When to be careful on a buy day

On Wednesday, I put on a buy day long position on the August gold futures (GC), and was stopped out of the trade. While this happens now and then, in retrospect, there was good reason to have been extra careful, or to have avoided the trade altogether. The chart below shows the set up day- a buy day, a sell day, followed by a sell short day. This should have set up a Taylor buy day, where the sell short day low is taken out, then a reversal takes place.


For a buy day entry, I look for three things to take place-

1. A break of the previous day's low.
2. Price reversal above that previous low.
3. A break of the 20 bar exponential moving average on a 15 minute chart.

See the chart below, and you will see the horizontal red line that shows the previous day's low, a consolidation of price, and the break above the low, which also broke the 20 bar ema. Following the breakout, price fell, and I was stopped out, as the lower trend line was taken out. 

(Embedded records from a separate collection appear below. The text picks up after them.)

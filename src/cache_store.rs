//! Directory-backed artifact cache
//!
//! One file per fingerprint, named `<digest>.<ext>`, with no index. Writes go
//! to a uniquely named temp file in the same directory and are renamed into
//! place, so readers never observe a partially written artifact.

use crate::{Fingerprint, ScreenshotError};
use bytes::Bytes;
use futures::stream::{self, Stream, StreamExt};
use serde::Serialize;
use std::io::ErrorKind;
use std::path::{Path, PathBuf};
use std::time::{SystemTime, UNIX_EPOCH};
use tokio::fs;
use tokio::io::AsyncWriteExt;
use tracing::{debug, warn};

#[derive(Debug, Clone, PartialEq, Eq)]
pub struct CacheEntryMeta {
    pub fingerprint: Fingerprint,
    pub size: u64,
    pub modified: SystemTime,
}

#[derive(Debug, Clone, Copy, Default, PartialEq, Eq, Serialize)]
#[serde(rename_all = "camelCase")]
pub struct StorageUsage {
    pub files: usize,
    pub bytes: u64,
}

#[derive(Debug, Clone)]
pub struct CacheStore {
    root: PathBuf,
}

enum ScanState {
    Start(PathBuf),
    Reading(fs::ReadDir),
    Done,
}

impl CacheStore {
    /// Open the cache directory, creating it if needed
    pub async fn open(root: impl Into<PathBuf>) -> Result<Self, ScreenshotError> {
        let root = root.into();
        fs::create_dir_all(&root).await.map_err(|e| {
            ScreenshotError::StorageError(format!("cannot create {}: {}", root.display(), e))
        })?;
        Ok(Self { root })
    }

    pub fn root(&self) -> &Path {
        &self.root
    }

    pub fn path_for(&self, key: &Fingerprint) -> PathBuf {
        self.root.join(key.filename())
    }

    pub async fn exists(&self, key: &Fingerprint) -> bool {
        match fs::metadata(self.path_for(key)).await {
            Ok(meta) => meta.is_file(),
            Err(_) => false,
        }
    }

    pub async fn read(&self, key: &Fingerprint) -> Result<Bytes, ScreenshotError> {
        match fs::read(self.path_for(key)).await {
            Ok(data) => Ok(Bytes::from(data)),
            Err(e) if e.kind() == ErrorKind::NotFound => {
                Err(ScreenshotError::NotFound(key.filename()))
            }
            Err(e) => Err(ScreenshotError::StorageError(e.to_string())),
        }
    }

    /// Atomically create or replace the entry for `key`
    pub async fn write(&self, key: &Fingerprint, data: &[u8]) -> Result<(), ScreenshotError> {
        let target = self.path_for(key);
        let temp = self.root.join(format!(
            "{}.{}.tmp",
            key.filename(),
            uuid::Uuid::new_v4().simple()
        ));

        if let Err(e) = write_file(&temp, data).await {
            let _ = fs::remove_file(&temp).await;
            return Err(ScreenshotError::StorageError(format!(
                "writing {}: {}",
                temp.display(),
                e
            )));
        }

        if let Err(e) = fs::rename(&temp, &target).await {
            let _ = fs::remove_file(&temp).await;
            return Err(ScreenshotError::StorageError(format!(
                "renaming into {}: {}",
                target.display(),
                e
            )));
        }

        debug!("Cached {} ({} bytes)", key.filename(), data.len());
        Ok(())
    }

    /// Remove an entry. Returns whether a file was actually deleted.
    pub async fn delete(&self, key: &Fingerprint) -> Result<bool, ScreenshotError> {
        match fs::remove_file(self.path_for(key)).await {
            Ok(()) => Ok(true),
            Err(e) if e.kind() == ErrorKind::NotFound => Ok(false),
            Err(e) => Err(ScreenshotError::StorageError(e.to_string())),
        }
    }

    /// Lazily list cache entries
    ///
    /// Temp files and anything not named like a fingerprint are skipped, as are
    /// files that disappear between listing and stat.
    pub fn enumerate(&self) -> impl Stream<Item = Result<CacheEntryMeta, ScreenshotError>> + Send + 'static {
        stream::unfold(ScanState::Start(self.root.clone()), |state| async move {
            let mut dir = match state {
                ScanState::Start(root) => match fs::read_dir(&root).await {
                    Ok(dir) => dir,
                    Err(e) => {
                        return Some((
                            Err(ScreenshotError::StorageError(format!(
                                "listing {}: {}",
                                root.display(),
                                e
                            ))),
                            ScanState::Done,
                        ))
                    }
                },
                ScanState::Reading(dir) => dir,
                ScanState::Done => return None,
            };

            loop {
                let entry = match dir.next_entry().await {
                    Ok(Some(entry)) => entry,
                    Ok(None) => return None,
                    Err(e) => {
                        return Some((
                            Err(ScreenshotError::StorageError(e.to_string())),
                            ScanState::Done,
                        ))
                    }
                };

                let file_name = entry.file_name();
                let Some(fingerprint) = file_name.to_str().and_then(Fingerprint::from_filename)
                else {
                    continue;
                };

                match entry.metadata().await {
                    Ok(meta) if meta.is_file() => {
                        let item = CacheEntryMeta {
                            fingerprint,
                            size: meta.len(),
                            modified: meta.modified().unwrap_or(UNIX_EPOCH),
                        };
                        return Some((Ok(item), ScanState::Reading(dir)));
                    }
                    Ok(_) => continue,
                    Err(e) if e.kind() == ErrorKind::NotFound => continue,
                    Err(e) => {
                        warn!("Failed to stat cache entry {:?}: {}", file_name, e);
                        continue;
                    }
                }
            }
        })
    }

    pub async fn entries(&self) -> Result<Vec<CacheEntryMeta>, ScreenshotError> {
        let mut entries = Vec::new();
        let mut stream = Box::pin(self.enumerate());
        while let Some(entry) = stream.next().await {
            entries.push(entry?);
        }
        Ok(entries)
    }

    pub async fn usage(&self) -> Result<StorageUsage, ScreenshotError> {
        let mut usage = StorageUsage::default();
        let mut stream = Box::pin(self.enumerate());
        while let Some(entry) = stream.next().await {
            let entry = entry?;
            usage.files += 1;
            usage.bytes += entry.size;
        }
        Ok(usage)
    }
}

async fn write_file(path: &Path, data: &[u8]) -> std::io::Result<()> {
    let mut file = fs::File::create(path).await?;
    file.write_all(data).await?;
    file.sync_all().await?;
    Ok(())
}

#[cfg(test)]
mod tests {
    use super::*;
    use crate::OutputFormat;

    fn key(url: &str) -> Fingerprint {
        Fingerprint::compute(url, 1200, 630, false, OutputFormat::Png, false)
    }

    #[tokio::test]
    async fn test_write_read_round_trip() {
        let dir = tempfile::tempdir().unwrap();
        let store = CacheStore::open(dir.path()).await.unwrap();
        let key = key("https://example.com/");

        assert!(!store.exists(&key).await);
        store.write(&key, b"png-bytes").await.unwrap();
        assert!(store.exists(&key).await);
        assert_eq!(store.read(&key).await.unwrap(), Bytes::from_static(b"png-bytes"));
        assert_eq!(store.path_for(&key), dir.path().join(key.filename()));
    }

    #[tokio::test]
    async fn test_write_replaces_existing_entry() {
        let dir = tempfile::tempdir().unwrap();
        let store = CacheStore::open(dir.path()).await.unwrap();
        let key = key("https://example.com/");

        store.write(&key, b"first").await.unwrap();
        store.write(&key, b"second").await.unwrap();

        assert_eq!(store.read(&key).await.unwrap(), Bytes::from_static(b"second"));
        let entries = store.entries().await.unwrap();
        assert_eq!(entries.len(), 1);

        // no temp files left behind
        let mut names = Vec::new();
        let mut dir_entries = fs::read_dir(dir.path()).await.unwrap();
        while let Some(entry) = dir_entries.next_entry().await.unwrap() {
            names.push(entry.file_name().to_string_lossy().to_string());
        }
        assert_eq!(names, vec![key.filename()]);
    }

    #[tokio::test]
    async fn test_read_missing_is_not_found() {
        let dir = tempfile::tempdir().unwrap();
        let store = CacheStore::open(dir.path()).await.unwrap();

        let err = store.read(&key("https://missing.example/")).await.unwrap_err();
        assert!(matches!(err, ScreenshotError::NotFound(_)));
    }

    #[tokio::test]
    async fn test_delete_is_idempotent() {
        let dir = tempfile::tempdir().unwrap();
        let store = CacheStore::open(dir.path()).await.unwrap();
        let key = key("https://example.com/");

        tokio_test::assert_ok!(store.write(&key, b"data").await);
        assert!(tokio_test::assert_ok!(store.delete(&key).await));
        assert!(!tokio_test::assert_ok!(store.delete(&key).await));
        assert!(!store.exists(&key).await);
    }

    #[tokio::test]
    async fn test_enumerate_skips_foreign_files() {
        let dir = tempfile::tempdir().unwrap();
        let store = CacheStore::open(dir.path()).await.unwrap();

        store.write(&key("https://a.example/"), b"aaaa").await.unwrap();
        store.write(&key("https://b.example/"), b"bb").await.unwrap();
        fs::write(dir.path().join("notes.txt"), b"ignore me").await.unwrap();
        fs::write(
            dir.path().join(format!("{}.tmp", key("https://c.example/").filename())),
            b"partial",
        )
        .await
        .unwrap();
        fs::create_dir(dir.path().join(format!("{}.png", "f".repeat(64))))
            .await
            .unwrap();

        let entries = store.entries().await.unwrap();
        assert_eq!(entries.len(), 2);

        let usage = store.usage().await.unwrap();
        assert_eq!(usage, StorageUsage { files: 2, bytes: 6 });
    }

    #[tokio::test]
    async fn test_open_creates_directory() {
        let dir = tempfile::tempdir().unwrap();
        let nested = dir.path().join("a").join("b");
        let store = CacheStore::open(&nested).await.unwrap();
        assert!(nested.is_dir());
        assert_eq!(store.usage().await.unwrap(), StorageUsage::default());
    }
}
//! # Screenshot API
//!
//! An HTTP service that renders web pages to images with headless Chrome and
//! keeps the results in a content-addressed cache on disk.
//!
//! ## Request Pipeline
//!
//! Every capture request passes the same stages, in order:
//!
//! 1. **Safety gate** ([`SafetyGate`]): only public `http`/`https` targets are
//!    allowed. Loopback, private, link-local and metadata addresses, blocked
//!    ports, embedded credentials and encoded script schemes are rejected.
//! 2. **Parameter validation** ([`validate_params`]): viewport, quality, delay,
//!    format, crop and cache directive.
//! 3. **Rate limiting** ([`RateLimiter`]): fixed windows per client.
//! 4. **Resolution** ([`CaptureCoordinator`]): the request's [`Fingerprint`]
//!    selects a cache entry; on a miss a single capture runs per fingerprint and
//!    concurrent requests for the same fingerprint share its result.
//!
//! Cached artifacts are evicted by age and storage budget by the
//! [`RetentionManager`].
//!
//! ## Cache Key
//!
//! The fingerprint covers URL, viewport size, dark mode, format and full-page
//! mode. Quality, crop, delay, user agent and selector waits are deliberately
//! not part of it, so a cache hit may have been captured with different values
//! for those.
//!
//! ## HTTP Endpoints
//!
//! | Method | Path | Purpose |
//! |--------|------|---------|
//! | GET, POST | `/api/screenshot` | Capture or fetch one URL |
//! | POST | `/api/batch` | Up to 10 URLs with default parameters |
//! | GET | `/images/{filename}` | Raw cached artifact |
//! | GET | `/stats` | Usage counters and storage usage |
//! | GET | `/health` | Browser pool and storage summary |
//! | GET | `/metrics` | Prometheus exposition |
//!
//! ## CLI Usage
//!
//! ```bash
//! screenshot-api serve --port 3000
//! screenshot-api capture --url https://example.com --output example.webp
//! screenshot-api sweep --config config.json
//! ```

/// Configuration and settings for the service
pub mod config;

/// Error types and their HTTP mapping
pub mod error;

/// Client-facing request parameters and validated capture requests
pub mod request;

/// URL policy and parameter validation
pub mod security;

/// Deterministic cache keys
pub mod fingerprint;

/// Per-client fixed-window rate limiting
pub mod rate_limit;

/// Directory-backed artifact cache
pub mod cache_store;

/// Page rendering abstraction
pub mod renderer;

/// Browser pool management and the Chromium renderer
pub mod browser_pool;

/// Image format conversion and cropping
pub mod encoder;

/// Optional S3 upload of artifacts
pub mod upload;

/// Cache resolution with single-flight captures
pub mod coordinator;

/// Age and storage-budget eviction
pub mod retention;

/// Multi-URL capture
pub mod batch;

/// Usage counters and Prometheus export
pub mod metrics;

/// Health reporting for the browser pool and cache
pub mod health;

/// HTTP routing, state and listener
pub mod server;

/// HTTP request handlers
pub mod handlers;

/// Command-line interface implementation
pub mod cli;

/// Formatting helpers
pub mod utils;

#[cfg(test)]
mod test_support;


pub use batch::*;
pub use browser_pool::*;
pub use cache_store::*;
pub use cli::*;
pub use config::*;
pub use coordinator::*;
pub use encoder::*;
pub use error::*;
pub use fingerprint::*;
pub use health::*;
pub use self::metrics::*;
pub use rate_limit::*;
pub use renderer::*;
pub use request::*;
pub use retention::*;
pub use security::*;
pub use server::*;
pub use upload::*;
pub use utils::*;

Here is the daily chart that show how the day ended up- lots of chop back and forth, with no real directional movement-


So what is to be learned from this? I asked Scott Hoffman (my broker and a great Taylor Trading educator) what he thought, and why he noted the buy day of GC as "careful" in his Swing Trader Insight service (worth looking into if you want to trade the TTT method). His comment was that the setup day was an inside day, in addition to having been a shorting day. This indicates that a breakout may be coming, as it was not a true sell short day. A better trade would have been to go long if the previous day had been a proper sell short day.